Task directions: Find every line in the entries that holds the string "chunks" and report it.

Records supplied:
*** Block opens ***

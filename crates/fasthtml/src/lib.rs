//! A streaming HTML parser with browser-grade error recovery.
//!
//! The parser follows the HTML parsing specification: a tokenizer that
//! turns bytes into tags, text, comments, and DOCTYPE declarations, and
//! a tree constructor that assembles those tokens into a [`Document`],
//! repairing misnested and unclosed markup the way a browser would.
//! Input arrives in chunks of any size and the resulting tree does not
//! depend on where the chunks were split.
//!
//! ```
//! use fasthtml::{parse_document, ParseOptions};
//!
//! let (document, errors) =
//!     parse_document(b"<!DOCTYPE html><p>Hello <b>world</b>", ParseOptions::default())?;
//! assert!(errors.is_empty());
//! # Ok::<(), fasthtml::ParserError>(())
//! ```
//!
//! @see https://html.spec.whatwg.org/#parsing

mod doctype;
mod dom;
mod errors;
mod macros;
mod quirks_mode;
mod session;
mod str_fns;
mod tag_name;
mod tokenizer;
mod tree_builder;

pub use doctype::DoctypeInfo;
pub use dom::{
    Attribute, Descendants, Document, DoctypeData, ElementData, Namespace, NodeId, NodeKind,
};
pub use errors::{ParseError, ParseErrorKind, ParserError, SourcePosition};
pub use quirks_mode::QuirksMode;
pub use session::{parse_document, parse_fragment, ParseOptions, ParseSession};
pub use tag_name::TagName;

*** Block closes ***

Task response:
//! Input arrives in chunks of any size and the resulting tree does not
//! depend on where the chunks were split.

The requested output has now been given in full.